The Mondrasek three layer ZED.

Yes, Virginia using incompressible fluids it behaves just like the serpentine hydraulic piston that it is.
One must take into account a couple of key points:

1) The increasing area of the annular rings means that there is force gain from the innermost annular ring to all other annular rings.  So, when pumping water into the inner most ring, the so called pod chamber, while we displace a like weight in each of the other chambers due to using incompressible fluids, the weight that reflects back to the inner most ring decreases as we move out.  The total force that opposes the input energy source at the end of filling 37mm is the weight of the 37mm added to the innermost ring plus the loss of the same weight as a counterbalance in AR2 times the area ratio of AR1/AR2, plus the same weight times the area ratio of AR1/AR3, etc out to AR7.

2) The correct energy values are always obtained by integrating F*ds.  When we do this, we get 3.412mJ total stored energy in the various water columns at the end of the first state where we fill annular rings 2-7 up to 32.5mm high.

3) The added energy required to pump 37mm of head into AR1 works out to 2.099mJ.  This is identically the difference between the 3.412mJ stored at the end of the first state and the energy that one obtains by calculating and summing the stored energy in each of the annular rings at the end of State 2: 5.5111mJ.  IOW, ignoring things like friction loss, the device is completely conservative pumping water in.  Gravity has not been cheated. 

4) Releasing the risers and allowing them to rise causes the the water levels in the various annular rings to move towards equalized heights.  As I have already shown, anytime we take two columns one filled higher than the other and allow them to move towards equalization, we lose energy to heat.

So the bottom line here is that the three layer device is conservative until one lets the risers move, and then it is lossy.  If we change out the incompressible air with a compressible gas then we will add pumping losses on top of the other losses.  There is nothing in the ZED that cheats gravity.  There is nothing in the ZED that increases efficiency lifting and dropping weights over an electric winch.  The best ZED is no ZED.  QED.
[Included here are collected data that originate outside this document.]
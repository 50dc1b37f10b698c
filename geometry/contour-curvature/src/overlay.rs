//! Sparse per-pixel curvature overlay.
//!
//! Maps rounded sample positions to curvature for rendering on top of the
//! source image. Values are clamped to `[0, 1]`, which is lossy and meant
//! for display only. When several samples round to the same pixel the last
//! one wins.

use hashbrown::HashMap;

use crate::result::{CurvatureSample, PixelCoord};

/// Upper bound of overlay values.
pub const OVERLAY_MAX: f64 = 1.0;

/// Sparse map from pixel to displayed curvature.
#[derive(Debug, Clone, Default, PartialEq)]
pub struct CurvatureOverlay {
    values: HashMap<PixelCoord, f64>,
}

impl CurvatureOverlay {
    /// Create an empty overlay.
    #[must_use]
    pub fn new() -> Self {
        Self::default()
    }

    /// Build an overlay from samples in order.
    ///
    /// # Example
    ///
    /// ```
    /// use contour_curvature::{CurvatureOverlay, CurvatureSample, PixelCoord, SampleParameter};
    /// use nalgebra::Point2;
    ///
    /// let samples = [CurvatureSample {
    ///     position: Point2::new(4.2, 9.7),
    ///     curvature: 3.0,
    ///     parameter: SampleParameter::Index(0),
    /// }];
    /// let overlay = CurvatureOverlay::from_samples(&samples);
    /// assert_eq!(overlay.get(PixelCoord { row: 10, col: 4 }), Some(1.0));
    /// ```
    pub fn from_samples<'a>(samples: impl IntoIterator<Item = &'a CurvatureSample>) -> Self {
        let mut overlay = Self::new();
        for sample in samples {
            overlay.insert(sample);
        }
        overlay
    }

    /// Write one sample, replacing any value already at its pixel.
    pub fn insert(&mut self, sample: &CurvatureSample) {
        let value = if sample.curvature.is_nan() {
            0.0
        } else {
            sample.curvature.clamp(0.0, OVERLAY_MAX)
        };
        self.values.insert(sample.pixel(), value);
    }

    /// Value at a pixel, if any sample landed there.
    #[must_use]
    pub fn get(&self, pixel: PixelCoord) -> Option<f64> {
        self.values.get(&pixel).copied()
    }

    /// Number of covered pixels.
    #[must_use]
    pub fn len(&self) -> usize {
        self.values.len()
    }

    /// Check whether no pixel is covered.
    #[must_use]
    pub fn is_empty(&self) -> bool {
        self.values.is_empty()
    }

    /// Covered pixels and their values, in arbitrary order.
    pub fn iter(&self) -> impl Iterator<Item = (PixelCoord, f64)> + '_ {
        self.values.iter().map(|(&p, &v)| (p, v))
    }

    /// Smallest rectangle containing every covered pixel, as `(min, max)`.
    #[must_use]
    pub fn bounds(&self) -> Option<(PixelCoord, PixelCoord)> {
        let mut keys = self.values.keys();
        let first = *keys.next()?;
        Some(keys.fold((first, first), |(lo, hi), p| {
            (
                PixelCoord {
                    row: lo.row.min(p.row),
                    col: lo.col.min(p.col),
                },
                PixelCoord {
                    row: hi.row.max(p.row),
                    col: hi.col.max(p.col),
                },
            )
        }))
    }
}

#[cfg(test)]
#[allow(clippy::unwrap_used)]
mod tests {
    use super::*;
    use crate::result::SampleParameter;
    use nalgebra::Point2;

    fn sample(x: f64, y: f64, curvature: f64) -> CurvatureSample {
        CurvatureSample {
            position: Point2::new(x, y),
            curvature,
            parameter: SampleParameter::Index(0),
        }
    }

    #[test]
    fn test_clamps_to_display_range() {
        let overlay = CurvatureOverlay::from_samples(&[
            sample(0.0, 0.0, 0.25),
            sample(1.0, 0.0, 7.0),
            sample(2.0, 0.0, f64::NAN),
        ]);
        assert_eq!(overlay.get(PixelCoord { row: 0, col: 0 }), Some(0.25));
        assert_eq!(overlay.get(PixelCoord { row: 0, col: 1 }), Some(1.0));
        assert_eq!(overlay.get(PixelCoord { row: 0, col: 2 }), Some(0.0));
        assert_eq!(overlay.get(PixelCoord { row: 5, col: 5 }), None);
    }

    #[test]
    fn test_last_sample_wins() {
        let overlay =
            CurvatureOverlay::from_samples(&[sample(3.1, 2.9, 0.2), sample(2.9, 3.2, 0.6)]);
        assert_eq!(overlay.len(), 1);
        assert_eq!(overlay.get(PixelCoord { row: 3, col: 3 }), Some(0.6));
    }

    #[test]
    fn test_bounds() {
        assert!(CurvatureOverlay::new().bounds().is_none());
        let overlay = CurvatureOverlay::from_samples(&[
            sample(4.0, -1.0, 0.1),
            sample(-2.0, 6.0, 0.1),
            sample(1.0, 1.0, 0.1),
        ]);
        let (lo, hi) = overlay.bounds().unwrap();
        assert_eq!(lo, PixelCoord { row: -1, col: -2 });
        assert_eq!(hi, PixelCoord { row: 6, col: 4 });
        assert_eq!(overlay.iter().count(), 3);
    }
}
What we have seen from the HER/Zydro team is an unwillingness to evaluate energy properly as any ME would learn in college: by performing the integral of F*ds.  HER/Zydro is a case of garbage in and garbage out.  HER/Zydro's representatives who post here claim that they are fully competent.  So, we are either witness to Dunning-Kruger in action, or the refusal to analyze properly as any competent ME would is a deliberate choice.

mondrasek

Quote from: MarkE on March 02, 2014, 06:57:00 AM
The Mondrasek three layer ZED.

Yes, Virginia using incompressible fluids it behaves just like the serpentine hydraulic piston that it is.
One must take into account a couple of key points:

1) The increasing area of the annular rings means that there is force gain from the innermost annular ring to all other annular rings.  So, when pumping water into the inner most ring, the so called pod chamber, while we displace a like weight in each of the other chambers due to using incompressible fluids, the weight that reflects back to the inner most ring decreases as we move out.  The total force that opposes the input energy source at the end of filling 37mm is the weight of the 37mm added to the innermost ring plus the loss of the same weight as a counterbalance in AR2 times the area ratio of AR1/AR2, plus the same weight times the area ratio of AR1/AR3, etc out to AR7.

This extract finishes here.